Why Are So Many People Afraid of the Doctor?
One of the greatest marvels of human society is having the ability to go in to a medical professional and get diagnosed for whatever issue you may be facing.
There are so many physical problems that can arise throughout our lives, and the ability some humans have to understand the ins and outs of the body and then dole out their wisdom is something to be grateful for.

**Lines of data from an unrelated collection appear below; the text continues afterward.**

//! Cart Tax Handlers

pub(crate) mod create;
pub(crate) mod delete;
pub(crate) mod get;
pub(crate) mod update;

#[cfg(test)]
mod tests {
    use jiff::Timestamp;
    use rust_decimal::Decimal;
    use serde_json::{Value, json};
    use smallvec::smallvec;

    use cartkit_app::domain::cart_taxes::{
        data::NewCartTax,
        records::{CartTaxDocument, CartTaxRecord, CartTaxUuid},
    };

    pub(super) fn sales_tax_json() -> Value {
        json!({
            "cart_id": "cart123",
            "cart_item_id": "item123",
            "name": "Sales Tax",
            "description": "Sales tax applied",
            "tax_rate": 7.5,
            "tax_type": ["STATE_TAX"],
            "created_by": "adminUser"
        })
    }

    pub(super) fn sales_tax() -> NewCartTax {
        NewCartTax {
            cart_id: "cart123".to_string(),
            cart_item_id: "item123".to_string(),
            name: "Sales Tax".to_string(),
            description: "Sales tax applied".to_string(),
            tax_rate: Decimal::new(75, 1),
            tax_type: vec!["STATE_TAX".to_string()],
            created_date: None,
            created_by: "adminUser".to_string(),
            tax_calculation_date: None,
        }
    }

    pub(super) fn make_record(uuid: CartTaxUuid) -> CartTaxRecord {
        CartTaxRecord {
            uuid,
            document: CartTaxDocument {
                cart_id: "cart123".to_string(),
                cart_item_id: "item123".to_string(),
                name: "Sales Tax".to_string(),
                description: "Sales tax applied".to_string(),
                tax_rate: Decimal::new(75, 1),
                tax_type: smallvec!["STATE_TAX".to_string()],
                created_date: Timestamp::UNIX_EPOCH,
                created_by: "adminUser".to_string(),
                tax_calculation_date: None,
            },
        }
    }
}
//! Cart taxes service errors.

use thiserror::Error;
use validator::ValidationErrors;

use crate::domain::{
    cart_taxes::records::CartTaxUuid, store::StoreError, validation::FieldErrors,
};

#[derive(Debug, Error)]
pub enum CartTaxesServiceError {
    #[error("invalid cart tax entry: {0}")]
    Validation(FieldErrors),

    #[error("Cart tax entry not found with ID: {0}")]
    NotFound(CartTaxUuid),

    #[error(transparent)]
    Store(#[from] StoreError),
}

impl From<ValidationErrors> for CartTaxesServiceError {
    fn from(errors: ValidationErrors) -> Self {
        Self::Validation(errors.into())
    }
}
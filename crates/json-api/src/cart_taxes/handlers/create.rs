//! Create Cart Tax Handler

use salvo::{oapi::extract::JsonBody, prelude::*};

use cartkit_app::domain::cart_taxes::data::NewCartTax;

use crate::{
    cart_taxes::{
        errors::render_error,
        models::{CartTaxRequest, CartTaxResponse},
    },
    extensions::*,
    validation::ValidationErrorResponse,
};

/// Create Cart Tax Handler
///
/// Stores a new cart tax entry. The creation date is always stamped by the
/// server.
#[endpoint(
    tags("cart-tax"),
    summary = "Add Cart Tax Entry",
    responses(
        (status_code = StatusCode::CREATED, description = "Cart tax entry created", body = CartTaxResponse),
        (status_code = StatusCode::BAD_REQUEST, description = "Invalid cart tax entry", body = ValidationErrorResponse),
    ),
)]
pub(crate) async fn handler(
    json: JsonBody<CartTaxRequest>,
    depot: &mut Depot,
    res: &mut Response,
) -> Result<StatusCode, StatusError> {
    let state = depot.state_or_500()?;
    let cart_tax = NewCartTax::try_from(json.into_inner())?;

    match state.app.cart_taxes.add_cart_tax(cart_tax).await {
        Ok(record) => {
            res.render(Json(CartTaxResponse::from(record)));

            Ok(StatusCode::CREATED)
        }
        Err(error) => render_error(res, error),
    }
}
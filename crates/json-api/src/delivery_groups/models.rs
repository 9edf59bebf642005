//! Cart Delivery Group Models

use std::collections::BTreeMap;

use jiff::Timestamp;
use rust_decimal::Decimal;
use salvo::{oapi::ToSchema, prelude::StatusError};
use serde::{Deserialize, Serialize};
use uuid::Uuid;
use validator::Validate;

use cartkit_app::domain::{
    delivery_groups::{
        data::{DeliveryGroupUpdate, NewDeliveryGroup},
        records::DeliveryGroupRecord,
    },
    validation::FieldErrors,
};

use crate::extensions::*;

const DELIVERY_DATE_REQUIRED: &str = "Delivery Date is required";
const DELIVERY_DATE_MALFORMED: &str = "Delivery Date must be an RFC 3339 timestamp";
const GRAND_TOTAL_REQUIRED: &str = "Grand Total Amount is required";
const PHONE_NUMBER_REQUIRED: &str = "Phone number of recipient is required";

/// Cart Delivery Group Request
///
/// Absent strings deserialize as empty and absent dates, amounts and phone
/// numbers as `None`, so that all of them are reported as field errors.
#[derive(Debug, Default, Serialize, Deserialize, ToSchema)]
#[serde(default)]
pub(crate) struct DeliveryGroupRequest {
    pub cart_id: String,

    pub deliver_to_first_name: String,

    pub deliver_to_last_name: String,

    /// Recipient's full name
    pub deliver_to_name: String,

    pub deliver_to_address: String,

    /// RFC 3339 timestamp
    pub desired_delivery_date: Option<String>,

    /// Must not be negative
    #[salvo(schema(value_type = Option<f64>))]
    pub grand_total_amount: Option<Decimal>,

    /// Must not be negative when present
    #[salvo(schema(value_type = Option<f64>))]
    pub total_amount: Option<Decimal>,

    pub customer_name: String,

    pub delivery_method_id: String,

    pub is_default: bool,

    pub ship_to_phone_number: Option<String>,

    pub shipping_instructions: String,
}

impl TryFrom<DeliveryGroupRequest> for NewDeliveryGroup {
    type Error = FieldErrors;

    fn try_from(request: DeliveryGroupRequest) -> Result<Self, Self::Error> {
        let mut missing = BTreeMap::new();

        let desired_delivery_date = match request.desired_delivery_date {
            None => {
                missing.insert("desired_delivery_date", DELIVERY_DATE_REQUIRED);
                None
            }
            Some(value) => {
                let parsed = value.parse::<Timestamp>().ok();

                if parsed.is_none() {
                    missing.insert("desired_delivery_date", DELIVERY_DATE_MALFORMED);
                }

                parsed
            }
        };

        if request.grand_total_amount.is_none() {
            missing.insert("grand_total_amount", GRAND_TOTAL_REQUIRED);
        }

        if request.ship_to_phone_number.is_none() {
            missing.insert("ship_to_phone_number", PHONE_NUMBER_REQUIRED);
        }

        let group = NewDeliveryGroup {
            cart_id: request.cart_id,
            deliver_to_first_name: request.deliver_to_first_name,
            deliver_to_last_name: request.deliver_to_last_name,
            deliver_to_name: request.deliver_to_name,
            deliver_to_address: request.deliver_to_address,
            desired_delivery_date: desired_delivery_date.unwrap_or(Timestamp::UNIX_EPOCH),
            grand_total_amount: request.grand_total_amount.unwrap_or_default(),
            total_amount: request.total_amount,
            customer_name: request.customer_name,
            delivery_method_id: request.delivery_method_id,
            is_default: request.is_default,
            ship_to_phone_number: request.ship_to_phone_number.unwrap_or_default(),
            shipping_instructions: request.shipping_instructions,
        };

        let mut errors = group
            .validate()
            .err()
            .map(|errors| FieldErrors::from(errors).into_inner())
            .unwrap_or_default();

        errors.extend(
            missing
                .into_iter()
                .map(|(field, message)| (field.to_string(), message.to_string())),
        );

        if errors.is_empty() {
            Ok(group)
        } else {
            Err(errors.into_iter().collect())
        }
    }
}

/// Cart Delivery Group Update Request
///
/// Only these four fields are copied onto the stored group; anything else in
/// the body is ignored.
#[derive(Debug, Serialize, Deserialize, ToSchema)]
pub(crate) struct DeliveryGroupUpdateRequest {
    pub deliver_to_address: String,

    /// RFC 3339 timestamp
    pub desired_delivery_date: String,

    #[salvo(schema(value_type = f64))]
    pub grand_total_amount: Decimal,

    pub shipping_instructions: String,
}

impl TryFrom<DeliveryGroupUpdateRequest> for DeliveryGroupUpdate {
    type Error = StatusError;

    fn try_from(request: DeliveryGroupUpdateRequest) -> Result<Self, Self::Error> {
        Ok(DeliveryGroupUpdate {
            deliver_to_address: request.deliver_to_address,
            desired_delivery_date: request
                .desired_delivery_date
                .into_timestamp("desired_delivery_date")?,
            grand_total_amount: request.grand_total_amount,
            shipping_instructions: request.shipping_instructions,
        })
    }
}

/// Cart Delivery Group Response
#[derive(Debug, Serialize, Deserialize, ToSchema)]
pub(crate) struct DeliveryGroupResponse {
    /// Store-assigned identifier
    pub id: Uuid,

    pub cart_id: String,

    /// When the group was inserted
    pub created_on: String,

    pub deliver_to_first_name: String,

    pub deliver_to_last_name: String,

    pub deliver_to_name: String,

    pub deliver_to_address: String,

    pub desired_delivery_date: String,

    #[salvo(schema(value_type = f64))]
    pub grand_total_amount: Decimal,

    #[salvo(schema(value_type = Option<f64>))]
    pub total_amount: Option<Decimal>,

    pub customer_name: String,

    pub delivery_method_id: String,

    pub is_default: bool,

    pub ship_to_phone_number: String,

    pub shipping_instructions: String,
}

impl From<DeliveryGroupRecord> for DeliveryGroupResponse {
    fn from(record: DeliveryGroupRecord) -> Self {
        let document = record.document;

        Self {
            id: record.uuid.into_uuid(),
            cart_id: document.cart_id,
            created_on: document.created_on.to_string(),
            deliver_to_first_name: document.deliver_to_first_name,
            deliver_to_last_name: document.deliver_to_last_name,
            deliver_to_name: document.deliver_to_name,
            deliver_to_address: document.deliver_to_address,
            desired_delivery_date: document.desired_delivery_date.to_string(),
            grand_total_amount: document.grand_total_amount,
            total_amount: document.total_amount,
            customer_name: document.customer_name,
            delivery_method_id: document.delivery_method_id,
            is_default: document.is_default,
            ship_to_phone_number: document.ship_to_phone_number,
            shipping_instructions: document.shipping_instructions,
        }
    }
}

Despite this, there is a large portion of the population that is afraid to go see the doctor. I don’t just mean that they dislike the experience, because nobody really finds it fun to schedule an appointment to be told something is wrong with you.
No, I mean they have a laundry list of reasons for deciding they are going to forgo the medical experience all together. They voluntarily decide not to get yearly checkups, find out what’s wrong with them, etc.
The largest reason for not receiving treatment in the United States is concern over financials, which accounts for 51 percent of people polled by GN Hearing.
But I want to throw those unfortunate circumstances out for now; medical costs are an entirely different serious issue that I’ll leave alone for the time being.
When people have the money or insurance to see the doctor and decide that just don’t want to, the question is why so?
With a little research, we can start to dig into these reasons and figure how we can encourage more people to take care of their health.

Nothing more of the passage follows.